Lo que me interesaba a mí era el valor de la moral, y sobre ello tenía que ocuparme casi
exclusivamente con mi gran maestro Schopenhauer, a quien se dirige, como si de un contemporáneo se
tratase, aquel libro, la pasión y la secreta contradicción de aquel libro (pues también aquel libro era un
<escrito polémico>). De lo que se trataba era, especialmente, del valor de lo <inegoísta>, de los instinto de
compasión, abnegación y autoinmolación, que precisamente Schopenhauer había dorado, divinizado hasta
que finalmente quedaron para él como los <valores en sí> y con base en lo que él decía no a la vida, y
también a sí mismo. ¡Pero precisamente contra estos instintos hablaba desde mi interior una desconfianza
cada vez más básica y fundamental, un escepticismo que cada vez cavaba más hondo!

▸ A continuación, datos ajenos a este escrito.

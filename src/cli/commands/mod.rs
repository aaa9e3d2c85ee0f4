//! CLI command implementations
//!
//! Each command returns the process exit code.

pub mod init;
pub mod migrate;
pub mod reset;
pub mod status;
pub mod validate;
// Checkpoint model and local-file persistence

pub mod checkpoint;
pub mod store;

pub use checkpoint::Checkpoint;
pub use store::ProgressStore;
#![allow(dead_code)]

use std::io;
use std::path::{Path, PathBuf};

use disk_inventory_api_types::{MethodCall, MethodReply};
use serde_json::Value;
use system_capabilities::{
    FailureMode, InventoryService, MountedVolume, SystemProbe, VolumeDetails, VolumeSpace,
};

/// 固定两块盘、其中一块未就绪的探针。
#[derive(Clone, Default)]
pub struct StaticProbe;

impl SystemProbe for StaticProbe {
    fn os_name(&self) -> Option<String> {
        Some("Windows".to_string())
    }

    fn os_version(&self) -> Option<String> {
        Some("10+".to_string())
    }

    fn mounted_volumes(&self) -> Vec<MountedVolume> {
        ["D:", "C:", "A:"]
            .into_iter()
            .map(|id| MountedVolume {
                identifier: id.to_string(),
                mount_point: PathBuf::from(format!("{id}\\")),
                label: format!("Disk {id}"),
                file_system: "NTFS".to_string(),
                total_bytes: 1_000,
                available_bytes: 400,
            })
            .collect()
    }

    fn volume_space(&self, volume: &MountedVolume) -> io::Result<VolumeSpace> {
        if volume.identifier == "A:" {
            return Err(io::Error::new(io::ErrorKind::NotFound, "no media"));
        }
        Ok(VolumeSpace {
            total_bytes: volume.total_bytes,
            free_bytes: 500,
            available_bytes: volume.available_bytes,
        })
    }

    fn volume_details(&self, volume: &MountedVolume) -> io::Result<VolumeDetails> {
        Ok(VolumeDetails {
            label: volume.label.clone(),
            file_system: volume.file_system.clone(),
            serial_number: 0x1234_5678,
            file_system_flags: 0x0000_0006,
        })
    }
}

pub fn compatible_service() -> InventoryService<StaticProbe> {
    InventoryService::with_probe(StaticProbe, FailureMode::Compatible)
}

pub fn strict_service() -> InventoryService<StaticProbe> {
    InventoryService::with_probe(StaticProbe, FailureMode::Strict)
}

pub fn path_call(method: &str, path: &Path) -> MethodCall {
    MethodCall::new(method).with_argument("path", path.to_string_lossy().into_owned())
}

pub fn success_value(reply: &MethodReply) -> &Value {
    reply
        .value()
        .unwrap_or_else(|| panic!("expected success, got {:?}", reply.result))
}

pub fn error_code(reply: &MethodReply) -> &str {
    &reply
        .error_response()
        .unwrap_or_else(|| panic!("expected error, got {:?}", reply.result))
        .code
}
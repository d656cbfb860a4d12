use disk_inventory_api_types::ErrorResponse;
use thiserror::Error;

use crate::filesystem::FileSystemError;

#[derive(Debug, Error)]
pub enum InventoryError {
    #[error("不支持的操作: {0}")]
    UnsupportedOperation(String),

    #[error("参数无效 ({operation}): {reason}")]
    InvalidArguments {
        operation: &'static str,
        reason: String,
    },

    #[error("目录列举失败: {0}")]
    DirectoryList(#[source] FileSystemError),

    #[error(transparent)]
    FileSystem(#[from] FileSystemError),
}

impl InventoryError {
    pub fn code(&self) -> &'static str {
        match self {
            Self::UnsupportedOperation(_) => "UNSUPPORTED_OPERATION",
            Self::InvalidArguments { .. } => "INVALID_ARGUMENTS",
            Self::DirectoryList(_) => "DIRECTORY_LIST_ERROR",
            Self::FileSystem(err) => err.code(),
        }
    }

    pub fn to_response(&self) -> ErrorResponse {
        ErrorResponse::new(self.code(), self.to_string())
    }
}

pub type Result<T> = std::result::Result<T, InventoryError>;
//! 系统探针抽象。
//!
//! 平台版本与卷信息的查询都经过 `SystemProbe`，核心逻辑因此可以用
//! 伪造的探针测试，而不依赖真实主机。

use std::io;
use std::path::{Path, PathBuf};

use sysinfo::{Disks, System};

/// 已挂载、尚未确认就绪的卷。
#[derive(Debug, Clone, PartialEq, Eq)]
pub struct MountedVolume {
    /// 卷标识（盘符或挂载点）。
    pub identifier: String,
    /// 挂载点路径。
    pub mount_point: PathBuf,
    /// 枚举时报告的卷标。
    pub label: String,
    /// 枚举时报告的文件系统名称。
    pub file_system: String,
    /// 枚举时报告的总容量。
    pub total_bytes: u64,
    /// 枚举时报告的可用空间。
    pub available_bytes: u64,
}

/// 卷容量。
#[derive(Debug, Clone, Copy, PartialEq, Eq, Default)]
pub struct VolumeSpace {
    pub total_bytes: u64,
    pub free_bytes: u64,
    pub available_bytes: u64,
}

/// 卷的次要元数据。
#[derive(Debug, Clone, PartialEq, Eq, Default)]
pub struct VolumeDetails {
    pub label: String,
    pub file_system: String,
    pub serial_number: u32,
    pub file_system_flags: u32,
}

/// 系统能力探针。
pub trait SystemProbe: Send + Sync {
    /// 操作系统名称。
    fn os_name(&self) -> Option<String>;

    /// 操作系统版本。
    fn os_version(&self) -> Option<String>;

    /// 枚举当前挂载的卷。
    fn mounted_volumes(&self) -> Vec<MountedVolume>;

    /// 查询卷容量，失败表示卷未就绪。
    fn volume_space(&self, volume: &MountedVolume) -> io::Result<VolumeSpace>;

    /// 查询卷标、文件系统、序列号与标志位。
    fn volume_details(&self, volume: &MountedVolume) -> io::Result<VolumeDetails>;
}

/// 基于 `sysinfo` 与平台调用的真实探针。
#[derive(Debug, Clone, Copy, Default)]
pub struct OsProbe;

impl OsProbe {
    pub fn new() -> Self {
        Self
    }
}

impl SystemProbe for OsProbe {
    fn os_name(&self) -> Option<String> {
        System::name().filter(|name| !name.is_empty())
    }

    fn os_version(&self) -> Option<String> {
        System::os_version().filter(|version| !version.is_empty())
    }

    fn mounted_volumes(&self) -> Vec<MountedVolume> {
        let disks = Disks::new_with_refreshed_list();

        disks
            .list()
            .iter()
            .map(|disk| MountedVolume {
                identifier: volume_identifier(disk.mount_point()),
                mount_point: disk.mount_point().to_path_buf(),
                label: disk.name().to_string_lossy().into_owned(),
                file_system: disk.file_system().to_string_lossy().into_owned(),
                total_bytes: disk.total_space(),
                available_bytes: disk.available_space(),
            })
            .collect()
    }

    #[cfg(unix)]
    fn volume_space(&self, volume: &MountedVolume) -> io::Result<VolumeSpace> {
        let stat = statvfs(&volume.mount_point)?;
        Ok(stat.space)
    }

    #[cfg(not(unix))]
    fn volume_space(&self, volume: &MountedVolume) -> io::Result<VolumeSpace> {
        if volume.total_bytes == 0 {
            return Err(io::Error::new(
                io::ErrorKind::NotFound,
                format!("volume {} reports no capacity", volume.identifier),
            ));
        }

        // 没有原始空闲空间接口时两者合一。
        Ok(VolumeSpace {
            total_bytes: volume.total_bytes,
            free_bytes: volume.available_bytes,
            available_bytes: volume.available_bytes,
        })
    }

    #[cfg(unix)]
    fn volume_details(&self, volume: &MountedVolume) -> io::Result<VolumeDetails> {
        let stat = statvfs(&volume.mount_point)?;
        Ok(VolumeDetails {
            label: volume.label.clone(),
            file_system: volume.file_system.clone(),
            serial_number: stat.fsid,
            file_system_flags: stat.flags,
        })
    }

    #[cfg(not(unix))]
    fn volume_details(&self, volume: &MountedVolume) -> io::Result<VolumeDetails> {
        Ok(VolumeDetails {
            label: volume.label.clone(),
            file_system: volume.file_system.clone(),
            serial_number: 0,
            file_system_flags: 0,
        })
    }
}

/// 由挂载点得到卷标识：去掉末尾分隔符，根目录保持不变。
pub fn volume_identifier(mount_point: &Path) -> String {
    let rendered = mount_point.to_string_lossy();
    let trimmed = rendered.trim_end_matches(['/', '\\']);
    if trimmed.is_empty() {
        rendered.chars().take(1).collect()
    } else {
        trimmed.to_string()
    }
}

#[cfg(unix)]
struct StatVfs {
    space: VolumeSpace,
    fsid: u32,
    flags: u32,
}

#[cfg(unix)]
#[allow(clippy::unnecessary_cast)]
fn statvfs(path: &Path) -> io::Result<StatVfs> {
    let stat = nix::sys::statvfs::statvfs(path)?;

    let block_size = stat.fragment_size() as u64;
    Ok(StatVfs {
        space: VolumeSpace {
            total_bytes: (stat.blocks() as u64).saturating_mul(block_size),
            free_bytes: (stat.blocks_free() as u64).saturating_mul(block_size),
            available_bytes: (stat.blocks_available() as u64).saturating_mul(block_size),
        },
        fsid: stat.filesystem_id() as u32,
        flags: stat.flags().bits() as u32,
    })
}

Precisamente aquí vi
el gran peligro de la humanidad, su tentación y seducción más sublime -¿seducción a qué?, ¿a la nada?-,
precisamente aquí vi el comienzo del fin, el quedarse parado, el cansancio que mira hacia atrás, vi a la
voluntad volverse contra la vida, a la enfermedad postrera anunciarse tierna y melancólicamente: comprendí
que la moral de la compasión –que cada vez hace más estragos, que ya se apoderó de los filósofos y los hizo
enfermar- es el más inquietante síntoma de nuestra cultura europea (también ella ha llegado a ser
inquietante), ¿Cómo su rodeo hacia un nuevo budismo?, ¿hacia un budismo de lo europeo?, ¿hacia… el
nihilismo?... Esta moderna preferencia y sobrestimación de los filósofos por la compasión es, en efecto, algo
nuevo: precisamente en que la compasión no tiene ningún valor habían convenido hasta ahora los filósofos.